Si on tient tant à la pièce de 25 francs et qu’on veuille en faire la monnaie universelle, au lieu de discuter avec les Anglais sur ce qu’on peut retrancher plus ou moins légalement du poids de la livre sterling, sur ce que le seigneuriage peut y ajouter de plus-value, questions toujours très sujettes à contestation, il nous paraîtrait plus simple de déterminer nos voisins à faire le sacrifice complet de cette livre sterling et à la remplacer par la pièce de 25 francs telle qu’on la propose.

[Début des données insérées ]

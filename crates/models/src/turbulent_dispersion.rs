//! Turbulent dispersion closure models.
//!
//! A model supplies the diffusivity `D` of the dispersed phase fraction due
//! to turbulence in the continuous phase. The resulting force on phase 1 of a
//! pair is `−D ∇α1`.

use std::fmt;

use interphase_core::{ConfigError, EvaluationError, OrderedPhasePair, ScalarField};

use crate::{Coefficients, ModelKind};

/// A turbulent dispersion diffusivity for one phase dispersed in another.
pub trait TurbulentDispersionModel: fmt::Debug {
    /// Turbulent diffusivity `D`, per cell.
    ///
    /// # Errors
    ///
    /// Returns an [`EvaluationError`] if the pair lacks an input the model
    /// needs, such as the continuous phase's turbulence fields.
    fn d(&self, pair: &OrderedPhasePair<'_>) -> Result<ScalarField, EvaluationError>;
}

impl ModelKind for dyn TurbulentDispersionModel {
    const KIND: &'static str = "turbulent dispersion";
    const AVAILABLE: &'static [&'static str] = &["constantCoefficient", "LopezDeBertodano"];

    fn select(name: &str, coefficients: &Coefficients) -> Result<Box<Self>, ConfigError> {
        let build: fn(f64) -> Box<Self> = match name {
            "constantCoefficient" => |ctd| Box::new(ConstantTurbulentDispersion { ctd }),
            "LopezDeBertodano" => |ctd| Box::new(LopezDeBertodano { ctd }),
            _ => {
                return Err(ConfigError::UnknownModel {
                    kind: Self::KIND,
                    name: name.to_owned(),
                    available: Self::AVAILABLE,
                });
            }
        };

        coefficients.only(name, &["ctd"])?;
        Ok(build(coefficients.require(name, "ctd")?))
    }
}

/// `D = Ctd α_d ρ_c k_c`
#[derive(Debug, Clone, Copy, PartialEq)]
pub struct ConstantTurbulentDispersion {
    pub ctd: f64,
}

impl TurbulentDispersionModel for ConstantTurbulentDispersion {
    fn d(&self, pair: &OrderedPhasePair<'_>) -> Result<ScalarField, EvaluationError> {
        let continuous = pair.continuous();
        let k = &continuous.turbulence()?.k;
        Ok(pair.dispersed().alpha() * k * (self.ctd * continuous.density()))
    }
}

/// Lopez de Bertodano's model, `D = Ctd ρ_c k_c`.
#[derive(Debug, Clone, Copy, PartialEq)]
pub struct LopezDeBertodano {
    pub ctd: f64,
}

impl TurbulentDispersionModel for LopezDeBertodano {
    fn d(&self, pair: &OrderedPhasePair<'_>) -> Result<ScalarField, EvaluationError> {
        let continuous = pair.continuous();
        Ok(&continuous.turbulence()?.k * (self.ctd * continuous.density()))
    }
}
//! Derived fields are computed once per time step.

use std::{error::Error, ptr};

use integration_tests::{air_water, rising_bubbles, system};
use interphase_system::PhasePairKey;

const MODELS: &str = r#"
[[pairs]]
pair = "air and water"
surface_tension = 0.07

[blending.default]
type = "none"
continuous_phase = "water"

[[drag]]
pair = "air in water"
type = "TomiyamaCorrelated"

[[lift]]
pair = "air in water"
type = "constantCoefficient"
cl = 0.25

[[turbulent_dispersion]]
pair = "air in water"
type = "constantCoefficient"
ctd = 1.0
"#;

#[test]
fn repeated_queries_return_the_same_field() -> Result<(), Box<dyn Error>> {
    let mut system = system(&air_water(true, MODELS))?;
    rising_bubbles(system.new_time_step())?;
    let key: PhasePairKey = "water in air".parse()?;

    assert!(ptr::eq(system.drag_coefficient(&key)?, system.drag_coefficient(&key)?));
    assert!(ptr::eq(
        system.phase_face_drag_coefficient("water")?,
        system.phase_face_drag_coefficient("water")?,
    ));
    assert!(ptr::eq(system.combined_force(&key)?, system.combined_force(&key)?));
    assert!(ptr::eq(system.combined_forces()?, system.combined_forces()?));
    assert!(ptr::eq(
        system.combined_face_forces()?,
        system.combined_face_forces()?,
    ));
    assert!(ptr::eq(
        system.turbulent_diffusivity(&key)?,
        system.turbulent_diffusivity(&key)?,
    ));
    Ok(())
}

#[test]
fn a_new_time_step_sees_new_fields() -> Result<(), Box<dyn Error>> {
    let mut system = system(&air_water(true, MODELS))?;
    let key: PhasePairKey = "air and water".parse()?;

    // At rest there is no lift.
    let before = system.combined_force(&key)?.clone();
    assert!(before.iter().all(|&f| f == 0.0));

    rising_bubbles(system.new_time_step())?;
    let after = system.combined_force(&key)?;
    assert!(after.iter().any(|&f| f != 0.0));
    Ok(())
}

#[test]
fn rereading_an_unchanged_configuration_keeps_the_cache() -> Result<(), Box<dyn Error>> {
    let config = air_water(true, MODELS);
    let mut system = system(&config)?;
    rising_bubbles(system.new_time_step())?;
    let key: PhasePairKey = "air and water".parse()?;

    let cached = system.drag_coefficient(&key)?.as_ptr();
    assert!(!system.read_toml_str(&config)?);
    assert_eq!(system.drag_coefficient(&key)?.as_ptr(), cached);

    let stronger = config.replace("cl = 0.25", "cl = 0.5");
    assert!(system.read_toml_str(&stronger)?);
    let lift = system.combined_force(&key)?;
    assert!(lift.iter().any(|&f| f != 0.0));
    Ok(())
}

On établirait un règlement pour les anciens contrats ; on donnerait une compensation à tous les créanciers. De cette façon au moins personne ne serait lésé ; on ne serait plus obligé d’élever le droit sur la monnaie à un taux excessif, on pourrait le laisser à un taux modéré, à celui qui règne en France et ailleurs, et Il n’y aurait pas de contestation sur la plus-value qui peut en résulter. Mais alors une autre question se présente. La pièce de 25 francs réalise-t-elle l’idéal de la monnaie internationale ? Assurément elle serait un progrès sur l’état de choses actuel, elle donnerait une unité assez forte, trop forte peut-être, elle serait d’un transport commode, et conviendrait parfaitement dans les échanges ; enfin elle s’ajusterait assez bien avec quelques monnaies aujourd’hui en cours. À ce titre, elle mérite considération, et nous ne mettrions pas obstacle à ce qu’elle fût acceptée, si elle avait quelque chance de l’être ; mais il faut bien en convenir, elle ne réalise pas l’idéal en fait de monnaie universelle : elle sera toujours une monnaie d’échange et jamais une monnaie de compte, car elle n’est pas décimale. Si on la divise ou si on la multiplie par 10 ou par 100, on ne trouve pas de monnaies correspondantes ; c’est là un grand défaut. Nous avons signalé ailleurs[1] les reproches qu’on adresse à notre système métrique, reproches qui tiennent à ce que les mesures adoptées l’ont été un peu trop de convention et pas assez par égard aux usages établis ; mais ce système a une qualité essentielle que personne ne conteste, dont tout le monde reconnaît les avantages : c’est la décimalité, c’est la facilité qu’il présente de diviser et de multiplier par 10 toutes les mesures à l’infini ; et

  1. Voyez la Revue du 15 mars 1869.